Anstand und Anstandsverweigerer
Am Mittwoch, den 12. November geht es im Badeschiff an der „scha-a-rägn Wiesn am Donaukanal“ (© Prof. Heinz Conrads) in erster Linie darum, Weine zu ersteigern und Menschen zu helfen, denen es nicht ganz so gut geht wie denen, die wie der Rudl das Glück haben, sich mit Wein beschäftigen zu können. Vorletzteren wird ja ganz gerne unterstellt, dass sie sich ein feines Leben machen. Uns Letzteren, die wir manchmal die Frage, welcher Wein zu welchem Papperl passt, für ein Problem halten, wird das nicht so oft unterstellt. Der Bund, viel zu viele Kommunen und Bundesländer verweigern Vorletzteren deshalb ganz gerne das, was denen zur Verfügung zu stellen, der Anstand gebietet. Die „So…-…exclusiv&Jetzt reicht’s aber wirklich!-Presse“ mit den vielen Rufzeichen aber nicht.

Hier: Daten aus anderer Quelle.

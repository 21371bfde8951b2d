//! Run configuration for a distributed wrk2 load test.
//!
//! This module provides the validated description of one run: the AWS
//! identity and region, the target stack, the fan-out width, the local
//! output directory and the wrk2 tuning every worker receives.

use std::path::{Path, PathBuf};
use std::sync::OnceLock;

use regex::Regex;
use thiserror::Error;

/// Errors that can occur while validating a run configuration.
#[derive(Debug, Error)]
pub enum ConfigError {
    /// A field failed its constraint. Only the first violation is reported.
    #[error("error {field} is invalid")]
    Invalid { field: &'static str },

    /// A duration string did not match `<digits><s|m|h>`.
    #[error("invalid WRK_DURATION '{0}', expected e.g. 30s, 2m or 1h")]
    InvalidDuration(String),
}

/// How the control-plane client authenticates.
#[derive(Debug, Clone, PartialEq, Eq)]
pub enum AwsIdentity {
    /// An explicit access key pair.
    StaticKeys { access_key: String, secret: String },
    /// A named profile from the shared credentials file.
    Profile(String),
}

impl AwsIdentity {
    /// Picks the identity from optional CLI inputs.
    ///
    /// Exactly one of a complete key pair or a profile must be given.
    pub fn from_parts(
        access_key: Option<&str>,
        secret: Option<&str>,
        profile: Option<&str>,
    ) -> Result<Self, ConfigError> {
        let non_empty = |v: Option<&str>| v.filter(|s| !s.is_empty()).map(str::to_string);
        let access_key = non_empty(access_key);
        let secret = non_empty(secret);
        let profile = non_empty(profile);

        match (access_key, secret, profile) {
            (Some(access_key), Some(secret), None) => {
                Ok(AwsIdentity::StaticKeys { access_key, secret })
            }
            (None, None, Some(profile)) => Ok(AwsIdentity::Profile(profile)),
            _ => Err(ConfigError::Invalid {
                field: "aws_credentials",
            }),
        }
    }

    fn is_complete(&self) -> bool {
        match self {
            AwsIdentity::StaticKeys { access_key, secret } => {
                !access_key.is_empty() && !secret.is_empty()
            }
            AwsIdentity::Profile(name) => !name.is_empty(),
        }
    }
}

/// wrk2 options passed unchanged to every worker.
#[derive(Debug, Clone, PartialEq, Eq)]
pub struct WorkerTuning {
    /// wrk2 `--threads`.
    pub threads: u32,
    /// wrk2 `--connections`.
    pub connections: u32,
    /// wrk2 `--duration`, e.g. `30s`.
    pub duration: String,
    /// wrk2 `--rate`.
    pub requests_per_sec: u32,
    /// wrk2 `--timeout`, in seconds.
    pub timeout_secs: u32,
    /// Target URL.
    pub url: String,
    /// Local path of the wrk2 Lua script.
    pub script_path: PathBuf,
}

impl WorkerTuning {
    /// Resolves the configured duration to seconds.
    pub fn duration_secs(&self) -> Result<u64, ConfigError> {
        parse_duration_secs(&self.duration)
    }

    /// File name the script is uploaded and referenced under.
    pub fn script_name(&self) -> Option<String> {
        script_basename(&self.script_path)
    }
}

/// Configuration for one run.
#[derive(Debug, Clone, PartialEq, Eq)]
pub struct RunConfig {
    /// Credentials selector.
    pub identity: AwsIdentity,
    /// Region the stack lives in.
    pub region: String,
    /// CloudFormation stack publishing the bucket and function outputs.
    pub stack_name: String,
    /// Number of workers to invoke.
    pub parallel: u32,
    /// Directory results are downloaded into.
    pub output_dir: PathBuf,
    /// wrk2 tuning.
    pub worker: WorkerTuning,
}

impl RunConfig {
    /// Creates a configuration; call [`RunConfig::validate`] before use.
    pub fn new(
        identity: AwsIdentity,
        region: impl Into<String>,
        stack_name: impl Into<String>,
        parallel: u32,
        output_dir: impl Into<PathBuf>,
        worker: WorkerTuning,
    ) -> Self {
        Self {
            identity,
            region: region.into(),
            stack_name: stack_name.into(),
            parallel,
            output_dir: output_dir.into(),
            worker,
        }
    }

    /// Validates every field in declaration order, failing on the first violation.
    ///
    /// # Errors
    ///
    /// Returns `ConfigError::Invalid` naming the offending field.
    pub fn validate(&self) -> Result<(), ConfigError> {
        let invalid = |field| Err(ConfigError::Invalid { field });

        if !self.identity.is_complete() {
            return invalid("aws_credentials");
        }
        if self.region.is_empty() {
            return invalid("aws_region");
        }
        if self.stack_name.is_empty() {
            return invalid("aws_stackname");
        }
        if self.parallel == 0 {
            return invalid("parallel");
        }
        if self.output_dir.as_os_str().is_empty() {
            return invalid("output_dir_path");
        }
        if self.worker.threads == 0 {
            return invalid("wrk2_thread");
        }
        if self.worker.connections == 0 {
            return invalid("wrk2_connection");
        }
        if !matches!(self.worker.duration_secs(), Ok(secs) if secs > 0) {
            return invalid("wrk2_duration");
        }
        if self.worker.requests_per_sec == 0 {
            return invalid("wrk2_request_per_sec");
        }
        if self.worker.timeout_secs == 0 {
            return invalid("wrk2_timeout");
        }
        if self.worker.url.is_empty() {
            return invalid("wrk2_url");
        }
        if self.worker.script_name().is_none() {
            return invalid("wrk2_script_path");
        }

        Ok(())
    }

    /// Builder method to set the fan-out width.
    pub fn with_parallel(mut self, parallel: u32) -> Self {
        self.parallel = parallel;
        self
    }

    /// Builder method to set the output directory.
    pub fn with_output_dir(mut self, dir: impl Into<PathBuf>) -> Self {
        self.output_dir = dir.into();
        self
    }

    /// Builder method to set the wrk2 duration string.
    pub fn with_duration(mut self, duration: impl Into<String>) -> Self {
        self.worker.duration = duration.into();
        self
    }

    /// Builder method to set the script path.
    pub fn with_script_path(mut self, path: impl Into<PathBuf>) -> Self {
        self.worker.script_path = path.into();
        self
    }

    /// Builder method to set the stack name.
    pub fn with_stack_name(mut self, name: impl Into<String>) -> Self {
        self.stack_name = name.into();
        self
    }
}

fn duration_pattern() -> &'static Regex {
    static PATTERN: OnceLock<Regex> = OnceLock::new();
    PATTERN.get_or_init(|| Regex::new(r"^(\d+)([smh])$").expect("duration pattern is valid"))
}

/// Parses a wrk2 duration such as `45s`, `2m` or `3h` into seconds.
///
/// # Errors
///
/// Returns `ConfigError::InvalidDuration` when the string does not match
/// `^\d+[smh]$` or the value overflows.
pub fn parse_duration_secs(raw: &str) -> Result<u64, ConfigError> {
    let invalid = || ConfigError::InvalidDuration(raw.to_string());

    let caps = duration_pattern().captures(raw).ok_or_else(invalid)?;
    let value: u64 = caps[1].parse().map_err(|_| invalid())?;
    let unit = match &caps[2] {
        "m" => 60,
        "h" => 60 * 60,
        _ => 1,
    };

    value.checked_mul(unit).ok_or_else(invalid)
}

fn script_basename(path: &Path) -> Option<String> {
    path.file_name()
        .map(|name| name.to_string_lossy().into_owned())
        .filter(|name| !name.is_empty())
}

Genau darum wiederum verweigern der Staat, viel zu viele Kommunen und Bundesländer das denen ja. Zum Glück gibt es Madame Bock, Caritas, Diakonie, das Wiener Integrationshaus und ein paar andere, die dafür sorgen, dass man sich als Bewohner dieses Landes nicht ganz so schäbig vorkommen muss.
Und am 12. November, dem Tag nach dem Tag vom heiligen Martin, der seinerzeit seinen Mantel geteilt hat, gibt es eine Weinauktion zugunsten des Wiener Integrationshauses, beziehungsweise der Menschen, die dort drinnen wohnen. Dabei geht es ziemlich nebenbei und ziemlich sicher auch dieses Mal wieder darum, wessen Weinspende hinter der von Josef Lentsch vom Gasthaus zur Dankbarkeit den zweithöchsten Erlös erzielt. Schauen Sie sich das an!
http://www.integrationshaus.at/de/veranstaltungen/event.shtml?252
Der Rudl gratuliert allen Goldmedaillengewinnerinnen und Goldmedaillengewinnern der Olympischen Winterspiele von Albertville und wünscht eine artikulationserleichterte Woche!